Los argentinos enloquecen Buenos Aires para ensalzar a los que les traen la tercera copa, pero es posible que, además de la victoria, estén festejando la racionalidad que se esconde detrás

Carlos Pagni
Argentina festejos Campeón del mundo
Lionel Messi y la selección celebran con la Copa del Mundo la llegada a Buenos Aires.MARTIN VILLAR (REUTERS)

Los argentinos están homenajeando a su selección nacional de fútbol en una ceremonia nunca antes vista por sus dimensiones ni por su intensidad emocional. Es la consagración de esos jugadores. Literal: su elevación a un lugar sagrado. La celebración se improvisó en los cruces de las grandes avenidas de todas las ciudades del país. Su centro estuvo en Buenos Aires, en el obelisco. Hasta allí concurrió, espontánea, la multitud que festejó el domingo pasado el triunfo sobre Francia.

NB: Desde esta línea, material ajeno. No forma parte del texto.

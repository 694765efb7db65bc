// src/engine/core.rs

//! Pure debounce state machine.
//!
//! No channels, no timers, no IO: every method takes the current time as an
//! argument, which keeps the debounce behaviour deterministic under test.
//!
//! Debouncing is per task. A change extends the window of each task whose
//! glob matches it; a task starts once its own window has elapsed. Only one
//! run is in flight at a time, and due tasks start in registration order.

use std::collections::{BTreeMap, BTreeSet};
use std::path::PathBuf;
use std::time::Duration;

use tokio::time::Instant;
use tracing::{debug, error, info, warn};

use crate::engine::{RuntimeEvent, RuntimeOptions, WatchEvent, WatchState};
use crate::pipeline::{RunResult, TaskName};
use crate::watch::patterns::TaskWatchProfile;

/// Commands for the IO shell.
#[derive(Debug, Clone, PartialEq, Eq)]
pub enum CoreCommand {
    /// Start a run of `task`; `changed` lists the root-relative paths that
    /// caused it (empty for a manual trigger).
    StartRun { task: TaskName, changed: Vec<String> },
    /// Publish the outputs written by a finished run.
    Broadcast { task: TaskName, paths: Vec<PathBuf> },
}

/// Result of feeding one event into the core.
#[derive(Debug, Clone, PartialEq, Eq)]
pub struct CoreStep {
    pub commands: Vec<CoreCommand>,
    pub keep_running: bool,
}

impl CoreStep {
    fn proceed(commands: Vec<CoreCommand>) -> Self {
        Self {
            commands,
            keep_running: true,
        }
    }

    fn stop(commands: Vec<CoreCommand>) -> Self {
        Self {
            commands,
            keep_running: false,
        }
    }
}

#[derive(Debug, Clone)]
struct PendingRun {
    changed: BTreeSet<String>,
    deadline: Instant,
}

#[derive(Debug)]
pub struct WatchCore {
    profiles: Vec<TaskWatchProfile>,
    debounce: Duration,
    /// Keyed by registration index so iteration order is config order.
    pending: BTreeMap<usize, PendingRun>,
    running: Option<usize>,
    /// Arrived while a run was in flight; replayed when it completes.
    queued: Vec<(usize, Option<String>)>,
    stopping: bool,
    fatal: Option<String>,
}

impl WatchCore {
    pub fn new(profiles: Vec<TaskWatchProfile>, options: RuntimeOptions) -> Self {
        Self {
            profiles,
            debounce: options.debounce,
            pending: BTreeMap::new(),
            running: None,
            queued: Vec::new(),
            stopping: false,
            fatal: None,
        }
    }

    pub fn step(&mut self, event: RuntimeEvent, now: Instant) -> CoreStep {
        match event {
            RuntimeEvent::PathChanged(ev) => self.on_path_changed(ev),
            RuntimeEvent::TaskTriggered { task } => self.on_task_triggered(&task, now),
            RuntimeEvent::RunCompleted(result) => self.on_run_completed(result, now),
            RuntimeEvent::ObserverFailed(reason) => {
                error!(%reason, "file watcher failed");
                self.fatal.get_or_insert(reason);
                self.begin_stop()
            }
            RuntimeEvent::ShutdownRequested => {
                info!("shutdown requested");
                self.begin_stop()
            }
        }
    }

    /// Called when the earliest deadline may have elapsed.
    pub fn tick(&mut self, now: Instant) -> CoreStep {
        CoreStep::proceed(self.start_due(now).into_iter().collect())
    }

    /// When the shell should wake up next, if at all.
    pub fn next_deadline(&self) -> Option<Instant> {
        if self.stopping || self.running.is_some() {
            return None;
        }
        self.pending.values().map(|p| p.deadline).min()
    }

    pub fn state(&self) -> WatchState {
        if let Some(idx) = self.running {
            return WatchState::Running(self.task_name(idx));
        }

        let Some(deadline) = self.pending.values().map(|p| p.deadline).min() else {
            return WatchState::Idle;
        };

        WatchState::Debouncing {
            pending: self.pending.keys().map(|&i| self.task_name(i)).collect(),
            changed: self
                .pending
                .values()
                .flat_map(|p| p.changed.iter().cloned())
                .collect(),
            deadline,
        }
    }

    pub fn is_stopping(&self) -> bool {
        self.stopping
    }

    /// Reason the watcher failed, if it did.
    pub fn fatal_error(&self) -> Option<&str> {
        self.fatal.as_deref()
    }

    fn on_path_changed(&mut self, ev: WatchEvent) -> CoreStep {
        if self.stopping {
            return CoreStep::proceed(Vec::new());
        }

        let owners: Vec<usize> = self
            .profiles
            .iter()
            .enumerate()
            .filter(|(_, p)| p.matches(&ev.path))
            .map(|(i, _)| i)
            .collect();

        if owners.is_empty() {
            debug!(path = %ev.path, "change matches no task; ignoring");
            return CoreStep::proceed(Vec::new());
        }

        for idx in owners {
            if self.running.is_some() {
                debug!(task = %self.task_name(idx), path = %ev.path, "run in flight; queueing change");
                self.queued.push((idx, Some(ev.path.clone())));
            } else {
                self.schedule(idx, Some(ev.path.clone()), ev.at + self.debounce);
            }
        }

        CoreStep::proceed(Vec::new())
    }

    fn on_task_triggered(&mut self, task: &str, now: Instant) -> CoreStep {
        if self.stopping {
            return CoreStep::proceed(Vec::new());
        }

        let Some(idx) = self.profiles.iter().position(|p| p.name() == task) else {
            warn!(task, "trigger for unknown task; ignoring");
            return CoreStep::proceed(Vec::new());
        };

        if self.running.is_some() {
            self.queued.push((idx, None));
        } else {
            self.schedule(idx, None, now);
        }
        CoreStep::proceed(Vec::new())
    }

    fn on_run_completed(&mut self, result: RunResult, now: Instant) -> CoreStep {
        match self.running.take() {
            Some(idx) if self.task_name(idx) == result.task => {}
            other => debug!(
                task = %result.task,
                running = ?other.map(|i| self.task_name(i)),
                "completion does not match the running task"
            ),
        }

        let mut commands = Vec::new();
        if !result.written.is_empty() {
            commands.push(CoreCommand::Broadcast {
                task: result.task.clone(),
                paths: result.written,
            });
        }

        if self.stopping {
            return CoreStep::stop(commands);
        }

        let deadline = now + self.debounce;
        for (idx, path) in std::mem::take(&mut self.queued) {
            self.schedule(idx, path, deadline);
        }

        commands.extend(self.start_due(now));
        CoreStep::proceed(commands)
    }

    /// Drop pending work; exit now, or once the in-flight run completes.
    fn begin_stop(&mut self) -> CoreStep {
        self.stopping = true;
        self.pending.clear();
        self.queued.clear();

        match self.running {
            Some(idx) => {
                info!(task = %self.task_name(idx), "waiting for in-flight run before exiting");
                CoreStep::proceed(Vec::new())
            }
            None => CoreStep::stop(Vec::new()),
        }
    }

    fn schedule(&mut self, idx: usize, path: Option<String>, deadline: Instant) {
        let entry = self.pending.entry(idx).or_insert_with(|| PendingRun {
            changed: BTreeSet::new(),
            deadline,
        });
        entry.deadline = deadline;
        if let Some(path) = path {
            entry.changed.insert(path);
        }
    }

    fn start_due(&mut self, now: Instant) -> Option<CoreCommand> {
        if self.stopping || self.running.is_some() {
            return None;
        }

        let idx = self
            .pending
            .iter()
            .find(|(_, p)| p.deadline <= now)
            .map(|(&i, _)| i)?;
        let run = self.pending.remove(&idx)?;
        self.running = Some(idx);

        Some(CoreCommand::StartRun {
            task: self.task_name(idx),
            changed: run.changed.into_iter().collect(),
        })
    }

    fn task_name(&self, idx: usize) -> TaskName {
        self.profiles
            .get(idx)
            .map(|p| p.name().to_string())
            .unwrap_or_default()
    }
}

Allí volvió este martes, para encontrarse con el equipo recién llegado de Qatar. La movilización desbordó el centro de la ciudad, bloqueó las autopistas, saltó de escala. Más de tres millones de personas en un frenesí que se volvió caótico. Los futbolistas debieron suspender su recorrido en un ómnibus de doble piso, descubierto, por la inseguridad para circular. Terminaron en un saludo simbólico, desde un helicóptero en el que pasearon, se presume, Lionel Scaloni y Lionel Messi con la copa.

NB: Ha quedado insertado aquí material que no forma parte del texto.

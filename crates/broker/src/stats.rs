//! Observability snapshots for operators and monitoring.

use crate::broker::IntentBroker;
use chrono::{DateTime, Utc};
use serde::Serialize;

/// Point-in-time snapshot of one contract's lifecycle and counters.
#[derive(Debug, Clone, Serialize)]
pub struct ContractStats {
    pub contract_id: String,
    pub agreed_purpose: String,
    pub is_active: bool,
    pub created_at: DateTime<Utc>,
    #[serde(skip_serializing_if = "Option::is_none")]
    pub expires_at: Option<DateTime<Utc>>,
    #[serde(skip_serializing_if = "Option::is_none")]
    pub last_validated: Option<DateTime<Utc>>,
    pub violation_count: u32,
    pub transaction_count: u64,
    pub successful_transactions: u64,
    pub failed_transactions: u64,
    pub success_rate: f64,
    pub ledger_entries: usize,
    pub constraints: Vec<String>,
}

/// Point-in-time snapshot of the whole broker.
#[derive(Debug, Clone, Serialize)]
pub struct BrokerStats {
    pub total_negotiations: u64,
    pub successful_contracts: u64,
    pub failed_negotiations: u64,
    pub active_contracts: u64,
    pub total_contracts: usize,
    pub intents_declared: usize,
    pub capabilities_registered: usize,
    pub active_sessions: usize,
}

impl IntentBroker {
    /// Stats for one contract, or `None` if it was never negotiated.
    pub fn contract_stats(&self, contract_id: &str) -> Option<ContractStats> {
        let cell = self.store.get(contract_id)?;
        let inner = cell.inner.lock().unwrap();
        Some(ContractStats {
            contract_id: inner.contract.contract_id.clone(),
            agreed_purpose: inner.contract.agreed_purpose.clone(),
            is_active: inner.contract.is_active,
            created_at: inner.contract.created_at,
            expires_at: inner.contract.expires_at,
            last_validated: inner.contract.last_validated,
            violation_count: inner.contract.violation_count,
            transaction_count: inner.contract.transaction_count,
            successful_transactions: inner.contract.successful_transactions,
            failed_transactions: inner.contract.failed_transactions,
            success_rate: inner.contract.success_rate(),
            ledger_entries: inner.ledger.len(),
            constraints: inner.contract.constraints.clone(),
        })
    }

    /// Broker-wide stats. The active count is recomputed from the contracts
    /// themselves, so the snapshot is accurate even mid-expiry.
    pub fn broker_stats(&self) -> BrokerStats {
        self.store.recompute_active();
        let counters = self.store.counters();
        BrokerStats {
            total_negotiations: counters.total_negotiations,
            successful_contracts: counters.successful_contracts,
            failed_negotiations: counters.failed_negotiations,
            active_contracts: counters.active_contracts,
            total_contracts: self.store.contract_count(),
            intents_declared: self.registry.intent_count(),
            capabilities_registered: self.registry.capability_count(),
            active_sessions: self.store.session_count(),
        }
    }
}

La movilización superó con creces las mayores concentraciones de la historia nacional. En el mismo lugar al que pensaba llegar el seleccionado, Raúl Alfonsín reunió “apenas” a un millón de personas para clausurar su campaña electoral en octubre de 1983. Era el final de la sanguinaria dictadura militar. Hoy se triplicó el número de gente que salió de sus casas a festejar. En esa magnitud cabe cualquier cosa: alegría, gratitud, fanatismo, irracionalidad.

¿Qué festejan? Por supuesto, el fútbol. Pasaron 36 años desde que el país ganó su última copa. La segunda, la de México, la del gol de Maradona a los ingleses, que aspira a ser el mejor gol de la historia. Los argentinos se reencuentran con esa alegría, estimulada por varias peculiaridades. La de un comienzo frustrante, frente a Arabia. La de un desenlace de infarto, por su dramatismo.

No son las únicas notas singulares. Este triunfo en un mundial fue distinto de los anteriores. Por primera vez encuentra a los argentinos integrados en un consenso muy poco frecuente. La que salió a las calles en 1978 era una sociedad fracturada por la represión militar. En los sótanos de esa Argentina ejecutaba sus atrocidades el terrorismo de Estado. En 1986 la contradicción no era política sino deportiva. Los seguidores de César Luis Menotti, el técnico de 1978, impugnaban a Carlos Bilardo, que debió resistir a los funcionarios de Alfonsín que querían desplazarlo. En este 2022, alrededor del equipo de Lionel Scaloni no hay polarización alguna. Los argentinos, que han pasado más de dos siglos de su historia en un incesante enfrentamiento, se desconocen a sí mismos en esta unanimidad. ¿En qué minuto habrán experimentado una armonía semejante? ¿Hace ya casi 10 años, en marzo de 2013, cuando Jorge Bergoglio fue elegido Papa? Quizás.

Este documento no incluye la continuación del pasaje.